6. Miriam bought a bond some time ago for $100,000 which the issuing company had a right to
call (that is, redeem) at any time prior to maturity for a premium of $10,000. Interest rates
having fallen this year, the bond issuer in fact exercised its call privilege and has paid Miriam
$110,000 in exchange for the bond. At the same time Miriam leased certain real property she
owns to a commercial tenant. Rents having fallen, the tenant offered to pay Miriam $10,000 if
she would agree to cancel the lease. Miriam did agree and has received $10,000 from the tenant,
which promptly vacated the leased premises. Miriam’s accountant now tells her that the $10,000
bond premium will be a long-term capital gain, but the $10,000 received on the lease
cancellation will be ordinary income. Miriam asks you to explain why the two $10,000
payments are treated differently. Do.
7. Gerald until recently was employed by General Motors as a sales manager. Gerald’s 5-year
employment contract obligated GM to purchase Gerald’s personal residence for an amount not
less than Gerald’s cost for such residence in the event that GM should decide to let Gerald go at
the end of the 5-year term, assuming Gerald wished to move elsewhere. And that is just what
GM decided. Gerald bought his house for $100,000 but the best offer Gerald (who was eager to
relocate) could get for it on the market was $90,000. Accordingly, and pursuant to its contract
obligation, GM bought the house from Gerald for $100,000. Prices then fell still further and,
having listed the house with a real estate broker for more than a year, GM finally managed to sell
the house for only $75,000. How should Gerald and GM report these events for tax purposes?
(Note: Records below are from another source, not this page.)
//! MedPredict Core
//!
//! Core types and error handling shared across MedPredict components.
//!
//! This crate provides:
//! - Prediction domains and their fixed feature arities
//! - Feature vectors and prediction results
//! - The error taxonomy used by the registry, encoders, and export pipeline

pub mod error;
pub mod types;

pub use error::{Error, Result};
pub use types::{ConfidenceTier, Domain, FeatureVector, PredictionResult};

/// Prelude module for convenient imports
pub mod prelude {
    pub use crate::error::{Error, Result};
    pub use crate::types::{ConfidenceTier, Domain, FeatureVector, PredictionResult};
}
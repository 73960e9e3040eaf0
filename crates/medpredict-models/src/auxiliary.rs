//! Auxiliary artifacts of the common domain
//!
//! The label encoder maps class indices to disease names; the symptom table
//! fixes the order (and therefore the arity) of the one-hot feature vector.
//!
//! - label encoder: `{"classes": ["Common Cold", "Flu", ...]}`
//! - symptom table: `["fever", "headache", ...]`

use medpredict_core::{Error, Result};
use serde::{Deserialize, Serialize};
use std::path::Path;

fn read_json<T: serde::de::DeserializeOwned>(key: &str, path: &Path) -> Result<T> {
    if !path.exists() {
        return Err(Error::missing(key, path));
    }
    let content = std::fs::read_to_string(path).map_err(|e| Error::load(path, e))?;
    serde_json::from_str(&content).map_err(|e| Error::load(path, e))
}

/// Bijection between class indices and class names
#[derive(Debug, Clone, PartialEq, Eq, Serialize, Deserialize)]
pub struct LabelEncoder {
    classes: Vec<String>,
}

impl LabelEncoder {
    pub fn new(classes: Vec<String>) -> Self {
        Self { classes }
    }

    pub fn from_file(path: impl AsRef<Path>) -> Result<Self> {
        read_json(crate::config::ENCODER_KEY, path.as_ref())
    }

    /// Index of a class name
    pub fn forward(&self, label: &str) -> Option<usize> {
        self.classes.iter().position(|c| c == label)
    }

    /// Class name at an index
    pub fn inverse(&self, index: usize) -> Option<&str> {
        self.classes.get(index).map(String::as_str)
    }

    /// Decode a predicted class value
    pub fn decode(&self, class: i64) -> Result<&str> {
        usize::try_from(class)
            .ok()
            .and_then(|idx| self.inverse(idx))
            .ok_or_else(|| {
                Error::model(format!(
                    "class {} outside label encoder range 0..{}",
                    class,
                    self.classes.len()
                ))
            })
    }

    pub fn len(&self) -> usize {
        self.classes.len()
    }

    pub fn is_empty(&self) -> bool {
        self.classes.is_empty()
    }
}

/// Ordered symptom-name table
#[derive(Debug, Clone, PartialEq, Eq, Serialize, Deserialize)]
#[serde(transparent)]
pub struct SymptomTable {
    columns: Vec<String>,
}

impl SymptomTable {
    pub fn new(columns: Vec<String>) -> Self {
        Self { columns }
    }

    pub fn from_file(path: impl AsRef<Path>) -> Result<Self> {
        read_json(crate::config::SYMPTOM_COLUMNS_KEY, path.as_ref())
    }

    pub fn columns(&self) -> &[String] {
        &self.columns
    }

    pub fn len(&self) -> usize {
        self.columns.len()
    }

    pub fn is_empty(&self) -> bool {
        self.columns.is_empty()
    }
}
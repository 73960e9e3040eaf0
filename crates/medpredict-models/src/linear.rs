//! Linear classifiers (logistic regression, linear SVC)

use crate::artifact::{argmax, tensor_error, RawOutput};
use candle_core::{DType, Device, Tensor};
use candle_nn::{Linear, Module};
use medpredict_core::{Error, Result};

/// Linear decision function `x · Wᵀ + b` evaluated with Candle.
///
/// A single output row is a binary model whose score is the decision margin
/// for `classes[1]`. Multiple rows score one class each.
#[derive(Debug, Clone)]
pub struct LinearModel {
    layer: Linear,
    classes: Vec<i64>,
    outputs: usize,
    width: usize,
    probabilistic: bool,
}

impl LinearModel {
    /// Build from row-major coefficients
    pub fn new(
        coef: Vec<Vec<f64>>,
        intercept: Vec<f64>,
        classes: Vec<i64>,
        probabilistic: bool,
    ) -> Result<Self> {
        let outputs = coef.len();
        let width = coef.first().map(Vec::len).unwrap_or(0);

        if outputs == 0 {
            return Err(Error::model("coefficient matrix is empty"));
        }
        if coef.iter().any(|row| row.len() != width) {
            return Err(Error::model("coefficient rows have different lengths"));
        }

        let device = Device::Cpu;
        let weight = Tensor::from_vec(coef.concat(), (outputs, width), &device)
            .map_err(tensor_error)?;
        let bias = Tensor::from_vec(intercept, outputs, &device).map_err(|e| {
            Error::model(format!("intercept does not match {} outputs: {}", outputs, e))
        })?;

        Self::from_tensors(weight, bias, classes, probabilistic)
    }

    /// Build from weight `[outputs, width]` and bias `[outputs]` tensors
    pub fn from_tensors(
        weight: Tensor,
        bias: Tensor,
        classes: Vec<i64>,
        probabilistic: bool,
    ) -> Result<Self> {
        let (outputs, width) = weight.dims2().map_err(tensor_error)?;
        let bias_len = bias.dims1().map_err(tensor_error)?;
        if bias_len != outputs {
            return Err(Error::model(format!(
                "bias has {} entries for {} outputs",
                bias_len, outputs
            )));
        }

        let expected_classes = if outputs == 1 { 2 } else { outputs };
        if classes.len() != expected_classes {
            return Err(Error::model(format!(
                "expected {} classes for {} outputs, found {}",
                expected_classes,
                outputs,
                classes.len()
            )));
        }

        let weight = weight.to_dtype(DType::F64).map_err(tensor_error)?;
        let bias = bias.to_dtype(DType::F64).map_err(tensor_error)?;

        Ok(Self {
            layer: Linear::new(weight, Some(bias)),
            classes,
            outputs,
            width,
            probabilistic,
        })
    }

    /// Input width, or `None` for a degenerate zero-width model
    pub fn width(&self) -> Option<usize> {
        (self.width > 0).then_some(self.width)
    }

    pub fn classes(&self) -> &[i64] {
        &self.classes
    }

    pub fn weight(&self) -> &Tensor {
        self.layer.weight()
    }

    pub fn bias(&self) -> Option<&Tensor> {
        self.layer.bias()
    }

    /// Raw decision scores, one per output row
    pub fn scores(&self, features: &[f64]) -> Result<Vec<f64>> {
        let input =
            Tensor::from_slice(features, (1, self.width), &Device::Cpu).map_err(tensor_error)?;
        self.layer
            .forward(&input)
            .and_then(|scores| scores.flatten_all())
            .and_then(|scores| scores.to_vec1::<f64>())
            .map_err(tensor_error)
    }

    pub fn forward(&self, features: &[f64]) -> Result<RawOutput> {
        let scores = self.scores(features)?;

        if self.outputs == 1 {
            let margin = scores[0];
            let class = self.classes[usize::from(margin > 0.0)];
            let probabilities = self.probabilistic.then(|| {
                let positive = sigmoid(margin);
                vec![1.0 - positive, positive]
            });

            return Ok(RawOutput {
                class,
                probabilities,
                margin: Some(margin),
                activations: None,
            });
        }

        let best = argmax(&scores).ok_or_else(|| Error::model("model produced no scores"))?;
        Ok(RawOutput {
            class: self.classes[best],
            probabilities: self.probabilistic.then(|| softmax(&scores)),
            // one margin per class cannot be reduced to a single score
            margin: None,
            activations: None,
        })
    }
}

fn sigmoid(x: f64) -> f64 {
    1.0 / (1.0 + (-x).exp())
}

fn softmax(scores: &[f64]) -> Vec<f64> {
    let max = scores.iter().copied().fold(f64::NEG_INFINITY, f64::max);
    let exps: Vec<f64> = scores.iter().map(|s| (s - max).exp()).collect();
    let sum: f64 = exps.iter().sum();
    exps.into_iter().map(|e| e / sum).collect()
}

#[cfg(test)]
mod tests {
    use super::*;

    fn binary(probabilistic: bool) -> LinearModel {
        LinearModel::new(
            vec![vec![1.0, -2.0, 0.5]],
            vec![0.25],
            vec![0, 1],
            probabilistic,
        )
        .unwrap()
    }

    #[test]
    fn test_binary_margin_and_probability() {
        let model = binary(true);
        // 1*2 - 2*0.5 + 0.5*1 + 0.25 = 1.75
        let out = model.forward(&[2.0, 0.5, 1.0]).unwrap();
        assert_eq!(out.class, 1);
        assert!((out.margin.unwrap() - 1.75).abs() < 1e-9);

        let probs = out.probabilities.unwrap();
        assert!((probs[1] - sigmoid(1.75)).abs() < 1e-9);
        assert!((probs[0] + probs[1] - 1.0).abs() < 1e-9);
    }

    #[test]
    fn test_svc_has_no_probabilities() {
        let model = binary(false);
        let out = model.forward(&[0.0, 1.0, 0.0]).unwrap();
        assert_eq!(out.class, 0);
        assert!(out.probabilities.is_none());
        assert!((out.margin.unwrap() + 1.75).abs() < 1e-9);
    }

    #[test]
    fn test_multiclass_has_no_single_margin() {
        let model = LinearModel::new(
            vec![vec![1.0, 0.0], vec![0.0, 1.0], vec![-1.0, -1.0]],
            vec![0.0, 0.0, 0.0],
            vec![10, 20, 30],
            true,
        )
        .unwrap();

        let out = model.forward(&[0.2, 3.0]).unwrap();
        assert_eq!(out.class, 20);
        assert!(out.margin.is_none());

        let probs = out.probabilities.unwrap();
        assert_eq!(probs.len(), 3);
        assert!((probs.iter().sum::<f64>() - 1.0).abs() < 1e-9);
    }

    #[test]
    fn test_rejects_inconsistent_parameters() {
        assert!(LinearModel::new(vec![], vec![], vec![0, 1], true).is_err());
        assert!(LinearModel::new(vec![vec![1.0], vec![1.0, 2.0]], vec![0.0, 0.0], vec![0, 1], true).is_err());
        assert!(LinearModel::new(vec![vec![1.0]], vec![0.0, 1.0], vec![0, 1], true).is_err());
        assert!(LinearModel::new(vec![vec![1.0]], vec![0.0], vec![1], true).is_err());
    }

    #[test]
    fn test_zero_width_is_unknown() {
        let model = LinearModel::new(vec![vec![]], vec![0.0], vec![0, 1], false).unwrap();
        assert_eq!(model.width(), None);
        assert_eq!(binary(true).width(), Some(3));
    }
}
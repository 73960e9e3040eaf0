//! Tiered confidence resolution
//!
//! Turns one artifact's [`RawOutput`] into a percentage in `[0, 100]`:
//!
//! 1. **Probability**: `100 × max class probability`
//! 2. **Margin**: `p = 1 / (1 + |s|)` (or `0.5` when `s == 0`), clamped to
//!    `[0.6, 0.95]`, times 100
//! 3. **Static default**: 85 for the positive class, 75 otherwise
//!
//! A tier is only attempted when the artifact's capabilities say it applies.
//! If an attempted tier cannot produce a value, the resolver falls through to
//! the next one.

use crate::artifact::{Capabilities, RawOutput};
use medpredict_core::{ConfidenceTier, Error, Result};
use tracing::debug;

/// Static confidence when the positive class is predicted
pub const POSITIVE_DEFAULT: f64 = 85.0;

/// Static confidence for any other class
pub const NEGATIVE_DEFAULT: f64 = 75.0;

const MARGIN_FLOOR: f64 = 0.6;
const MARGIN_CEILING: f64 = 0.95;

/// Resolved confidence and the tier it came from
#[derive(Debug, Clone, Copy, PartialEq)]
pub struct Confidence {
    pub value: f64,
    pub tier: ConfidenceTier,
}

impl Confidence {
    fn new(value: f64, tier: ConfidenceTier) -> Self {
        Self {
            value: value.clamp(0.0, 100.0),
            tier,
        }
    }
}

/// Resolve confidence for one artifact output
pub fn resolve(capabilities: Capabilities, output: &RawOutput) -> Confidence {
    for tier in capabilities.tiers() {
        let attempt = match tier {
            ConfidenceTier::Probability => from_probabilities(output),
            ConfidenceTier::Margin => from_margin(output),
            ConfidenceTier::OutputVector => from_output_vector(output),
            ConfidenceTier::StaticDefault => Ok(static_default(output)),
        };

        match attempt {
            Ok(value) => return Confidence::new(value, tier),
            Err(e) => debug!(tier = ?tier, error = %e, "Confidence tier unavailable, falling through"),
        }
    }

    Confidence::new(static_default(output), ConfidenceTier::StaticDefault)
}

/// Tier 1: maximum class probability
pub fn from_probabilities(output: &RawOutput) -> Result<f64> {
    let probabilities = output
        .probabilities
        .as_deref()
        .ok_or_else(|| Error::capability("artifact reported no probabilities"))?;
    max_finite(probabilities)
        .map(|p| 100.0 * p.clamp(0.0, 1.0))
        .ok_or_else(|| Error::capability("probability vector is empty"))
}

/// Tier 2: clamped transform of the decision margin
pub fn from_margin(output: &RawOutput) -> Result<f64> {
    let margin = output
        .margin
        .ok_or_else(|| Error::capability("artifact reported no single decision margin"))?;
    if !margin.is_finite() {
        return Err(Error::capability(format!("non-finite margin {}", margin)));
    }
    Ok(margin_confidence(margin))
}

/// Map a signed margin to a percentage
pub fn margin_confidence(margin: f64) -> f64 {
    let p = if margin != 0.0 {
        1.0 / (1.0 + margin.abs())
    } else {
        0.5
    };
    100.0 * p.clamp(MARGIN_FLOOR, MARGIN_CEILING)
}

/// Tier 3: fixed value chosen by the predicted class
pub fn static_default(output: &RawOutput) -> f64 {
    if output.is_positive() {
        POSITIVE_DEFAULT
    } else {
        NEGATIVE_DEFAULT
    }
}

/// Network outputs: `100 × max activation`
pub fn from_output_vector(output: &RawOutput) -> Result<f64> {
    let activations = output
        .activations
        .as_deref()
        .ok_or_else(|| Error::capability("artifact reported no output activations"))?;
    max_finite(activations)
        .map(|a| (100.0 * a).clamp(0.0, 100.0))
        .ok_or_else(|| Error::capability("output activation vector is empty"))
}

/// Confidence for an artifact that emits an activation vector, falling back
/// to the regular tiers when it does not.
pub fn resolve_output_vector(capabilities: Capabilities, output: &RawOutput) -> Confidence {
    match from_output_vector(output) {
        Ok(value) => Confidence::new(value, ConfidenceTier::OutputVector),
        Err(e) => {
            debug!(error = %e, "No output vector, using standard confidence tiers");
            resolve(capabilities, output)
        }
    }
}

fn max_finite(values: &[f64]) -> Option<f64> {
    values
        .iter()
        .copied()
        .filter(|v| v.is_finite())
        .reduce(f64::max)
}
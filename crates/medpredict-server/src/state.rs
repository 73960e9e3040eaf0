//! Shared application state

use crate::config::ServerConfig;
use medpredict_models::{ModelRegistry, ModelsConfig, SharedRegistry};
use metrics_exporter_prometheus::PrometheusHandle;
use std::sync::Arc;
use tracing::{info, warn};

/// State handed to every request handler
#[derive(Clone)]
pub struct AppState {
    /// Loaded configuration
    pub config: Arc<ServerConfig>,

    /// Loaded models, read-only after startup
    pub registry: SharedRegistry,

    /// Prometheus metrics handle for rendering
    pub metrics_handle: Option<PrometheusHandle>,
}

impl AppState {
    pub fn new(config: ServerConfig, registry: ModelRegistry) -> Self {
        Self {
            config: Arc::new(config),
            registry: SharedRegistry::new(registry),
            metrics_handle: None,
        }
    }

    pub fn with_metrics(mut self, handle: PrometheusHandle) -> Self {
        self.metrics_handle = Some(handle);
        self
    }

    /// Load every configured artifact and build the state.
    ///
    /// Any missing or unreadable artifact is an error, so the service never
    /// starts with a partial registry.
    pub fn initialize(config: ServerConfig, models: &ModelsConfig) -> medpredict_core::Result<Self> {
        info!("Loading models from base dir {}", models.base_dir.display());
        let registry = ModelRegistry::load_required(models)?;
        info!("Loaded {} models", registry.loaded_count());

        if config.uses_default_api_key() {
            warn!("MODEL_API_KEY is not set, using the placeholder key");
        }

        Ok(Self::new(config, registry))
    }
}
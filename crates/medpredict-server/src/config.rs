//! Server configuration

use medpredict_core::{Error, Result};
use serde::{Deserialize, Serialize};
use std::net::SocketAddr;
use std::path::{Path, PathBuf};

/// Key accepted when none is configured
pub const DEFAULT_API_KEY: &str = "changeme";

/// Server configuration
#[derive(Debug, Clone, Serialize, Deserialize)]
pub struct ServerConfig {
    /// Listen address
    #[serde(default = "default_host")]
    pub host: String,

    /// Listen port
    #[serde(default = "default_port")]
    pub port: u16,

    /// Value expected in the `x-api-key` header of prediction requests
    #[serde(default = "default_api_key")]
    pub api_key: String,

    /// Debug logging
    #[serde(default)]
    pub debug: bool,

    /// Origins allowed by CORS
    #[serde(default = "default_allowed_origins")]
    pub allowed_origins: Vec<String>,

    /// Models catalog (YAML); the built-in catalog is used when unset
    #[serde(default)]
    pub models_config: Option<PathBuf>,
}

impl ServerConfig {
    /// Load configuration from a YAML file, or use defaults when it does not exist
    pub fn load(path: impl AsRef<Path>) -> Result<Self> {
        let path = path.as_ref();
        if !path.exists() {
            return Ok(Self::default());
        }

        let content = std::fs::read_to_string(path)?;
        serde_yaml::from_str(&content)
            .map_err(|e| Error::config(format!("invalid server config {}: {}", path.display(), e)))
    }

    /// Socket address built from host and port
    pub fn socket_addr(&self) -> Result<SocketAddr> {
        format!("{}:{}", self.host, self.port)
            .parse()
            .map_err(|e| Error::config(format!("invalid listen address: {}", e)))
    }

    /// Whether the API key was left at its placeholder value
    pub fn uses_default_api_key(&self) -> bool {
        self.api_key == DEFAULT_API_KEY
    }
}

impl Default for ServerConfig {
    fn default() -> Self {
        Self {
            host: default_host(),
            port: default_port(),
            api_key: default_api_key(),
            debug: false,
            allowed_origins: default_allowed_origins(),
            models_config: None,
        }
    }
}

fn default_host() -> String {
    "0.0.0.0".to_string()
}

fn default_port() -> u16 {
    8000
}

fn default_api_key() -> String {
    DEFAULT_API_KEY.to_string()
}

fn default_allowed_origins() -> Vec<String> {
    vec![
        "http://localhost:3000".to_string(),
        "https://health-predictor-v2.vercel.app".to_string(),
    ]
}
8. Baxter is a second-year law student at NYU Law School. A San Francisco law firm offers to
fly Baxter out to San Francisco for the purpose of a job interview. Baxter makes the trip and the
interview takes place, but the firm decides not to offer Baxter a job. The firm does, however,
reimburse Baxter’s transportation costs – air fare and taxis – in the amount of $1,200. Must
Baxter include the reimbursement in his gross income? Explain (briefly).